At the inaugural Nickel City Drink cocktail festival, Jon Karel of Buffalo Proper and the forthcoming Angelica Tea Room called it a misconception that good coffee is messy, complicated, and expensive to incorporate into a bar program. And he lamented what he described as the disconnect between the disregard some bars show coffee and the lengths those same bars are willing to go to ensure the quality of their other cocktail ingredients.
“We have bars hand cutting crystal clear ice into diamond shapes and creating stencils for bitters, and then you ask for an Irish coffee, and it’s instant drip and Baileys,” he said.
Start With Great Coffee
For his own bar, Karel relies on a simple brewing method that eschews expensive equipment. Using a standard model coffee grinder, Karel processes beans 50 grams at a time, heats water using an electric kettle programmed to 210 degrees, and brews by way of a French press. To keep things hot for service, he pours the freshly brewed coffee into the emptied kettle, lets it come to room temperature, and then turns the kettle back on to keep the coffee at a steady 210 degrees.
The method is easy and inexpensive. But Karel concedes it does have one downside: the last two cups of coffee in the kettle are overcooked and too concentrated for use. You have to toss them. But it’s a loss Karel is willing to swallow.
A second method results in no degradation of quality and, therefore, no loss. It does, however, require an investment in an immersion circulator, which isn’t feasible for many bars. At the Dead Rabbit in New York City, coffee for its famed cocktail program is kept consistently hot sous-vide style. There is no risk of burning and because the coffee is sealed, there is no evaporation. Every last drop is utilized.
Putting Coffee to Work in Cocktails
The fruit-forward, citrusy, and pleasantly bitter flavors of premium coffee work well in many cocktail applications. But if you are new to the coffee cocktail game, Irish coffee perfectly executed (or a riff on Irish coffee) is a sound starting point. At Buffalo Proper, Karel ups the ante on the original with a drizzle of Fernet and freshly grated nutmeg. Nearby at Lloyd Taco Factory, the bar subs tequila for the whiskey and adds Averna to the mix.

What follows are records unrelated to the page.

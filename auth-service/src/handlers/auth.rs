/// Token lifecycle handlers
use actix_web::{web, HttpRequest, HttpResponse};
use serde::{Deserialize, Serialize};
use serde_json::json;
use utoipa::ToSchema;
use uuid::Uuid;
use validator::Validate;

use crate::{
    audit::{EventType, SecurityEvent},
    error::AuthError,
    middleware::AuthedUser,
    AppState,
};

#[derive(Debug, Deserialize, Validate, ToSchema)]
pub struct TokenRequest {
    #[validate(length(min = 1, message = "email is required"))]
    #[validate(email(message = "email must be a valid address"))]
    pub email: String,
}

#[derive(Debug, Deserialize, Validate, ToSchema)]
#[serde(rename_all = "camelCase")]
pub struct RefreshRequest {
    #[validate(length(min = 1, message = "refreshToken is required"))]
    pub refresh_token: String,
}

#[derive(Debug, Serialize, ToSchema)]
#[serde(rename_all = "camelCase")]
pub struct TokenResponse {
    pub access_token: String,
    pub refresh_token: String,
    pub expires_in: i64,
    pub token_type: String,
}

#[derive(Debug, Serialize, ToSchema)]
#[serde(rename_all = "camelCase")]
pub struct RefreshResponse {
    pub access_token: String,
    pub expires_in: i64,
    pub token_type: String,
}

#[derive(Debug, Serialize, ToSchema)]
pub struct MessageResponse {
    pub message: String,
}

/// Error body shape mirrored by `AuthError`'s `ResponseError` impl.
#[derive(Debug, Serialize, ToSchema)]
pub struct ErrorResponse {
    pub error: String,
    pub message: String,
}

fn first_validation_message(errors: validator::ValidationErrors) -> String {
    errors
        .field_errors()
        .iter()
        .flat_map(|(_, errs)| errs.iter())
        .find_map(|e| e.message.as_ref().map(|m| m.to_string()))
        .unwrap_or_else(|| "invalid request".to_string())
}

fn client_ip(req: &HttpRequest) -> String {
    req.connection_info()
        .realip_remote_addr()
        .unwrap_or("unknown")
        .to_string()
}

/// Issue a token pair for an email identity. The user id is the UUIDv5 of
/// the email, so repeated requests for one address map to one identity
/// without a user table in this service.
#[utoipa::path(
    post,
    path = "/api/auth/token",
    tag = "Auth",
    request_body = TokenRequest,
    responses(
        (status = 200, description = "Token pair issued", body = TokenResponse),
        (status = 400, description = "Invalid email", body = ErrorResponse)
    )
)]
pub async fn issue_token(
    state: web::Data<AppState>,
    req: HttpRequest,
    payload: web::Json<TokenRequest>,
) -> Result<HttpResponse, AuthError> {
    payload
        .validate()
        .map_err(|e| AuthError::Validation(first_validation_message(e)))?;

    let email = payload.email.trim().to_lowercase();
    let user_id = Uuid::new_v5(&Uuid::NAMESPACE_DNS, email.as_bytes()).to_string();

    let pair = state.jwt.generate_tokens(&user_id, &email).await?;

    state
        .audit
        .log_security_event(
            SecurityEvent::new(EventType::AuthenticationSuccess)
                .user_id(user_id.clone())
                .source_ip(client_ip(&req))
                .path("/api/auth/token")
                .method("POST"),
        )
        .await;

    Ok(HttpResponse::Ok().json(TokenResponse {
        access_token: pair.access_token,
        refresh_token: pair.refresh_token,
        expires_in: pair.expires_in,
        token_type: pair.token_type,
    }))
}

/// Exchange a refresh token for a new access token. The refresh token
/// itself is not rotated.
#[utoipa::path(
    post,
    path = "/api/auth/refresh",
    tag = "Auth",
    request_body = RefreshRequest,
    responses(
        (status = 200, description = "Access token refreshed", body = RefreshResponse),
        (status = 400, description = "Missing refresh token", body = ErrorResponse),
        (status = 401, description = "Invalid refresh token", body = ErrorResponse)
    )
)]
pub async fn refresh_token(
    state: web::Data<AppState>,
    payload: web::Json<RefreshRequest>,
) -> Result<HttpResponse, AuthError> {
    payload
        .validate()
        .map_err(|e| AuthError::Validation(first_validation_message(e)))?;

    let refreshed = state.jwt.refresh_access_token(&payload.refresh_token).await?;

    Ok(HttpResponse::Ok().json(RefreshResponse {
        access_token: refreshed.access_token,
        expires_in: refreshed.expires_in,
        token_type: refreshed.token_type,
    }))
}

/// Revoke the calling session's token pair.
#[utoipa::path(
    post,
    path = "/api/auth/revoke",
    tag = "Auth",
    responses(
        (status = 200, description = "Token pair revoked", body = MessageResponse),
        (status = 401, description = "Unauthorized", body = ErrorResponse)
    ),
    security(("bearer_auth" = []))
)]
pub async fn revoke_token(
    state: web::Data<AppState>,
    req: HttpRequest,
    user: AuthedUser,
) -> Result<HttpResponse, AuthError> {
    state.jwt.revoke_token(&user.0.jti).await?;

    state
        .audit
        .log_security_event(
            SecurityEvent::new(EventType::TokenRevoked)
                .user_id(user.0.sub.clone())
                .source_ip(client_ip(&req))
                .path("/api/auth/revoke")
                .method("POST")
                .metadata(json!({ "tokenId": user.0.jti })),
        )
        .await;

    Ok(HttpResponse::Ok().json(MessageResponse {
        message: "Token revoked".to_string(),
    }))
}

/// Revoke every live session of the calling user.
#[utoipa::path(
    post,
    path = "/api/auth/revoke-all",
    tag = "Auth",
    responses(
        (status = 200, description = "All sessions revoked", body = MessageResponse),
        (status = 401, description = "Unauthorized", body = ErrorResponse)
    ),
    security(("bearer_auth" = []))
)]
pub async fn revoke_all_tokens(
    state: web::Data<AppState>,
    req: HttpRequest,
    user: AuthedUser,
) -> Result<HttpResponse, AuthError> {
    let revoked = state.jwt.revoke_all_user_tokens(&user.0.sub).await?;

    state
        .audit
        .log_security_event(
            SecurityEvent::new(EventType::TokenRevoked)
                .user_id(user.0.sub.clone())
                .source_ip(client_ip(&req))
                .path("/api/auth/revoke-all")
                .method("POST")
                .metadata(json!({ "scope": "all", "revokedCount": revoked })),
        )
        .await;

    Ok(HttpResponse::Ok().json(MessageResponse {
        message: "All sessions revoked".to_string(),
    }))
}

#[cfg(test)]
mod tests {
    use super::*;

    #[test]
    fn user_id_is_stable_per_email() {
        let a = Uuid::new_v5(&Uuid::NAMESPACE_DNS, b"author@draftpress.io");
        let b = Uuid::new_v5(&Uuid::NAMESPACE_DNS, b"author@draftpress.io");
        let c = Uuid::new_v5(&Uuid::NAMESPACE_DNS, b"editor@draftpress.io");
        assert_eq!(a, b);
        assert_ne!(a, c);
    }

    #[test]
    fn validation_surfaces_field_message() {
        let req = TokenRequest {
            email: "not-an-email".to_string(),
        };
        let err = req.validate().unwrap_err();
        assert_eq!(
            first_validation_message(err),
            "email must be a valid address"
        );
    }
}
//! HTTP handlers

pub mod auth;

use actix_web::HttpResponse;
use serde_json::json;

/// Liveness probe.
pub async fn health() -> HttpResponse {
    HttpResponse::Ok().json(json!({
        "status": "healthy",
        "service": "auth-service",
    }))
}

Revival of Coffee Liqueur in Cocktails
Of course, if you’re looking to bring coffee behind the bar, you can also go the coffee liqueur route. Karel finds that the natural, drier styles on the market, like St. George NOLA Coffee Liqueur and Lockhouse Revolution Coffee Liqueur, pair elegantly with sweet vermouth and also perform well as a replacement for bitter liqueurs of roughly 15 brix, like Benedictine. He suggests cutting half the vermouth in a standard spec Manhattan or Negroni with coffee liqueur and experimenting from there.